- Extracted material
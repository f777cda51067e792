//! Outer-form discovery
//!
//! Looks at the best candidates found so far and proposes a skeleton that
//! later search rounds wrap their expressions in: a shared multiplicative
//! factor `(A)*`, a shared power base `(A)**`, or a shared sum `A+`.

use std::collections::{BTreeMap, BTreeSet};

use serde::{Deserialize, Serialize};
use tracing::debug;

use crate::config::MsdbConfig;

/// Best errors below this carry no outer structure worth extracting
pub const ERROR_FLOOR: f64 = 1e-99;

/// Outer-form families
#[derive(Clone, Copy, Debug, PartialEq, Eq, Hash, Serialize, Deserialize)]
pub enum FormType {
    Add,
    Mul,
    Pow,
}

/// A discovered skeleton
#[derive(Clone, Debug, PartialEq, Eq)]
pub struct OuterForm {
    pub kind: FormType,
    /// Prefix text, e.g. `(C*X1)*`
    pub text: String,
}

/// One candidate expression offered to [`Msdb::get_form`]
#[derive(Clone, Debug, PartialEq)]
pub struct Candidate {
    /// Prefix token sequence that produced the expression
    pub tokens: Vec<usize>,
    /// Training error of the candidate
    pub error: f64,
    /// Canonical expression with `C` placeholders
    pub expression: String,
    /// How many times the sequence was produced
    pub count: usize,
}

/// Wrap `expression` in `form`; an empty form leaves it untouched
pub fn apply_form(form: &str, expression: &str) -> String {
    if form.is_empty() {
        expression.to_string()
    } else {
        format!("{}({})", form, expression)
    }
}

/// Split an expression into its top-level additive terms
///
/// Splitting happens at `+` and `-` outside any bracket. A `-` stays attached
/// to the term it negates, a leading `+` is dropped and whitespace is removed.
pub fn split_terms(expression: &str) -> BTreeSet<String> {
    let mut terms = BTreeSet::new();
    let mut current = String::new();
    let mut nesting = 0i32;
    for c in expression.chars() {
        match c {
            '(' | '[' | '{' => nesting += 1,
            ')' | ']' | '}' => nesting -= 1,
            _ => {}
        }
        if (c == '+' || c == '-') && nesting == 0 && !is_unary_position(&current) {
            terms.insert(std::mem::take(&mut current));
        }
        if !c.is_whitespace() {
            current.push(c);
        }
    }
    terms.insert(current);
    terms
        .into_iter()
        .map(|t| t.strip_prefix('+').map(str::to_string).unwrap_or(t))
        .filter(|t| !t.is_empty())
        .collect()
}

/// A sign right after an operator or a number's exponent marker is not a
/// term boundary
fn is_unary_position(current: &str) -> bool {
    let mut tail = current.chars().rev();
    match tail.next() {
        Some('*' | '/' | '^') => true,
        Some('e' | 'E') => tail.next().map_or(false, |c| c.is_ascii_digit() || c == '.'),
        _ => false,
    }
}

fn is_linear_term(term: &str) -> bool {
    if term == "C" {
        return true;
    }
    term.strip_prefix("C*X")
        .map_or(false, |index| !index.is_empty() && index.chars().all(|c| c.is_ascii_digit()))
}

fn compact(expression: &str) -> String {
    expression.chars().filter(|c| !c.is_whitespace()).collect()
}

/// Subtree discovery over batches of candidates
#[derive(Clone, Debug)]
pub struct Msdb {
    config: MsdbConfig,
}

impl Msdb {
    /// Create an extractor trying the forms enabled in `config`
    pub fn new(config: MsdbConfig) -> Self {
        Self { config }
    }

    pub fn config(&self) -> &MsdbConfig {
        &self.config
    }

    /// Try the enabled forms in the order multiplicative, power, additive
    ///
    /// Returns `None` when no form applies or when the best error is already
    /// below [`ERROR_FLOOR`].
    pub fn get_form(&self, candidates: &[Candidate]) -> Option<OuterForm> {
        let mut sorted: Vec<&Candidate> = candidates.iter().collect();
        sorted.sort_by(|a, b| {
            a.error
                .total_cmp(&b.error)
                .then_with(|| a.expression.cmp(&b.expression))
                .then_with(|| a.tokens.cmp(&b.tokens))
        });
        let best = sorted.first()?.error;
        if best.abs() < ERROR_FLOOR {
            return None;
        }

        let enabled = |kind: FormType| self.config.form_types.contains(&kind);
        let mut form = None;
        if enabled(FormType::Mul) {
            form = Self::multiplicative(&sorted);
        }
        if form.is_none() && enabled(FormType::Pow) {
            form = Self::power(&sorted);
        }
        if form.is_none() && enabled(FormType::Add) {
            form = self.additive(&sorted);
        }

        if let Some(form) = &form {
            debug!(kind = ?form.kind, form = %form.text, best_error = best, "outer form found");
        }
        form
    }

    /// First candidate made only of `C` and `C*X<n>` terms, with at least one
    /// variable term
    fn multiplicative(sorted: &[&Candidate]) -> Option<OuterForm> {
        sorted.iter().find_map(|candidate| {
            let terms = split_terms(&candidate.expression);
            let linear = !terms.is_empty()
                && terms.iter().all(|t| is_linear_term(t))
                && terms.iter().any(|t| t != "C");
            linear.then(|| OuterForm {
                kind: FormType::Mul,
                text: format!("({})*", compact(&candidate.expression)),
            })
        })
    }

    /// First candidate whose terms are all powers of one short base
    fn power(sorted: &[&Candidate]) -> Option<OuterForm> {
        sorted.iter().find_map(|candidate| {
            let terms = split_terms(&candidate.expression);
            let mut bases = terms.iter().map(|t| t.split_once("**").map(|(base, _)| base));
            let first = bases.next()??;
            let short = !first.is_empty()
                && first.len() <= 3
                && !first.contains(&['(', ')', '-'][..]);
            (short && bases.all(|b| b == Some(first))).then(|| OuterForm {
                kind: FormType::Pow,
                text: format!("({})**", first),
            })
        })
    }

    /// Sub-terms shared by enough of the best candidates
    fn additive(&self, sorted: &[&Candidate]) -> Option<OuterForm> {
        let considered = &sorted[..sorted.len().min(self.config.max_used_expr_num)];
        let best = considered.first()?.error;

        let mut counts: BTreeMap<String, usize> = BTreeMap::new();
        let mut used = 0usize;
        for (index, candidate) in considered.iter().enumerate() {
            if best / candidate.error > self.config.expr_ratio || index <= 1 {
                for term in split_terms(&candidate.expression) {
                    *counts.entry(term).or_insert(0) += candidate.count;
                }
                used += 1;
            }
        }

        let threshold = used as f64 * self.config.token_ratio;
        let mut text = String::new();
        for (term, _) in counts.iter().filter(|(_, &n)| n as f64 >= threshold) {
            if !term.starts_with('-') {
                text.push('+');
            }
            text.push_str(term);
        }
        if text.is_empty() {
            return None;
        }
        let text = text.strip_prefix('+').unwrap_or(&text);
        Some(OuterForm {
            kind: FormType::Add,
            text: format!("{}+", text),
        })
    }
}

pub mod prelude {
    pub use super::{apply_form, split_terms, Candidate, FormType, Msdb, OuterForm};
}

- Aim of the exercise
Set the entries above down once more, exactly as they stand.

- The completed task
repository f777cda51067e792
//! Outer-form discovery
//!
//! Looks at the best candidates found so far and proposes a skeleton that
//! later search rounds wrap their expressions in: a shared multiplicative
//! factor `(A)*`, a shared power base `(A)**`, or a shared sum `A+`.

use std::collections::{BTreeMap, BTreeSet};

use serde::{Deserialize, Serialize};
use tracing::debug;

use crate::config::MsdbConfig;

/// Best errors below this carry no outer structure worth extracting
pub const ERROR_FLOOR: f64 = 1e-99;

/// Outer-form families
#[derive(Clone, Copy, Debug, PartialEq, Eq, Hash, Serialize, Deserialize)]
pub enum FormType {
    Add,
    Mul,
    Pow,
}

/// A discovered skeleton
#[derive(Clone, Debug, PartialEq, Eq)]
pub struct OuterForm {
    pub kind: FormType,
    /// Prefix text, e.g. `(C*X1)*`
    pub text: String,
}

/// One candidate expression offered to [`Msdb::get_form`]
#[derive(Clone, Debug, PartialEq)]
pub struct Candidate {
    /// Prefix token sequence that produced the expression
    pub tokens: Vec<usize>,
    /// Training error of the candidate
    pub error: f64,
    /// Canonical expression with `C` placeholders
    pub expression: String,
    /// How many times the sequence was produced
    pub count: usize,
}

/// Wrap `expression` in `form`; an empty form leaves it untouched
pub fn apply_form(form: &str, expression: &str) -> String {
    if form.is_empty() {
        expression.to_string()
    } else {
        format!("{}({})", form, expression)
    }
}

/// Split an expression into its top-level additive terms
///
/// Splitting happens at `+` and `-` outside any bracket. A `-` stays attached
/// to the term it negates, a leading `+` is dropped and whitespace is removed.
pub fn split_terms(expression: &str) -> BTreeSet<String> {
    let mut terms = BTreeSet::new();
    let mut current = String::new();
    let mut nesting = 0i32;
    for c in expression.chars() {
        match c {
            '(' | '[' | '{' => nesting += 1,
            ')' | ']' | '}' => nesting -= 1,
            _ => {}
        }
        if (c == '+' || c == '-') && nesting == 0 && !is_unary_position(&current) {
            terms.insert(std::mem::take(&mut current));
        }
        if !c.is_whitespace() {
            current.push(c);
        }
    }
    terms.insert(current);
    terms
        .into_iter()
        .map(|t| t.strip_prefix('+').map(str::to_string).unwrap_or(t))
        .filter(|t| !t.is_empty())
        .collect()
}

/// A sign right after an operator or a number's exponent marker is not a
/// term boundary
fn is_unary_position(current: &str) -> bool {
    let mut tail = current.chars().rev();
    match tail.next() {
        Some('*' | '/' | '^') => true,
        Some('e' | 'E') => tail.next().map_or(false, |c| c.is_ascii_digit() || c == '.'),
        _ => false,
    }
}

fn is_linear_term(term: &str) -> bool {
    if term == "C" {
        return true;
    }
    term.strip_prefix("C*X")
        .map_or(false, |index| !index.is_empty() && index.chars().all(|c| c.is_ascii_digit()))
}

fn compact(expression: &str) -> String {
    expression.chars().filter(|c| !c.is_whitespace()).collect()
}

/// Subtree discovery over batches of candidates
#[derive(Clone, Debug)]
pub struct Msdb {
    config: MsdbConfig,
}

impl Msdb {
    /// Create an extractor trying the forms enabled in `config`
    pub fn new(config: MsdbConfig) -> Self {
        Self { config }
    }

    pub fn config(&self) -> &MsdbConfig {
        &self.config
    }

    /// Try the enabled forms in the order multiplicative, power, additive
    ///
    /// Returns `None` when no form applies or when the best error is already
    /// below [`ERROR_FLOOR`].
    pub fn get_form(&self, candidates: &[Candidate]) -> Option<OuterForm> {
        let mut sorted: Vec<&Candidate> = candidates.iter().collect();
        sorted.sort_by(|a, b| {
            a.error
                .total_cmp(&b.error)
                .then_with(|| a.expression.cmp(&b.expression))
                .then_with(|| a.tokens.cmp(&b.tokens))
        });
        let best = sorted.first()?.error;
        if best.abs() < ERROR_FLOOR {
            return None;
        }

        let enabled = |kind: FormType| self.config.form_types.contains(&kind);
        let mut form = None;
        if enabled(FormType::Mul) {
            form = Self::multiplicative(&sorted);
        }
        if form.is_none() && enabled(FormType::Pow) {
            form = Self::power(&sorted);
        }
        if form.is_none() && enabled(FormType::Add) {
            form = self.additive(&sorted);
        }

        if let Some(form) = &form {
            debug!(kind = ?form.kind, form = %form.text, best_error = best, "outer form found");
        }
        form
    }

    /// First candidate made only of `C` and `C*X<n>` terms, with at least one
    /// variable term
    fn multiplicative(sorted: &[&Candidate]) -> Option<OuterForm> {
        sorted.iter().find_map(|candidate| {
            let terms = split_terms(&candidate.expression);
            let linear = !terms.is_empty()
                && terms.iter().all(|t| is_linear_term(t))
                && terms.iter().any(|t| t != "C");
            linear.then(|| OuterForm {
                kind: FormType::Mul,
                text: format!("({})*", compact(&candidate.expression)),
            })
        })
    }

    /// First candidate whose terms are all powers of one short base
    fn power(sorted: &[&Candidate]) -> Option<OuterForm> {
        sorted.iter().find_map(|candidate| {
            let terms = split_terms(&candidate.expression);
            let mut bases = terms.iter().map(|t| t.split_once("**").map(|(base, _)| base));
            let first = bases.next()??;
            let short = !first.is_empty()
                && first.len() <= 3
                && !first.contains(&['(', ')', '-'][..]);
            (short && bases.all(|b| b == Some(first))).then(|| OuterForm {
                kind: FormType::Pow,
                text: format!("({})**", first),
            })
        })
    }

    /// Sub-terms shared by enough of the best candidates
    fn additive(&self, sorted: &[&Candidate]) -> Option<OuterForm> {
        let considered = &sorted[..sorted.len().min(self.config.max_used_expr_num)];
        let best = considered.first()?.error;

        let mut counts: BTreeMap<String, usize> = BTreeMap::new();
        let mut used = 0usize;
        for (index, candidate) in considered.iter().enumerate() {
            if best / candidate.error > self.config.expr_ratio || index <= 1 {
                for term in split_terms(&candidate.expression) {
                    *counts.entry(term).or_insert(0) += candidate.count;
                }
                used += 1;
            }
        }

        let threshold = used as f64 * self.config.token_ratio;
        let mut text = String::new();
        for (term, _) in counts.iter().filter(|(_, &n)| n as f64 >= threshold) {
            if !term.starts_with('-') {
                text.push('+');
            }
            text.push_str(term);
        }
        if text.is_empty() {
            return None;
        }
        let text = text.strip_prefix('+').unwrap_or(&text);
        Some(OuterForm {
            kind: FormType::Add,
            text: format!("{}+", text),
        })
    }
}

pub mod prelude {
    pub use super::{apply_form, split_terms, Candidate, FormType, Msdb, OuterForm};
}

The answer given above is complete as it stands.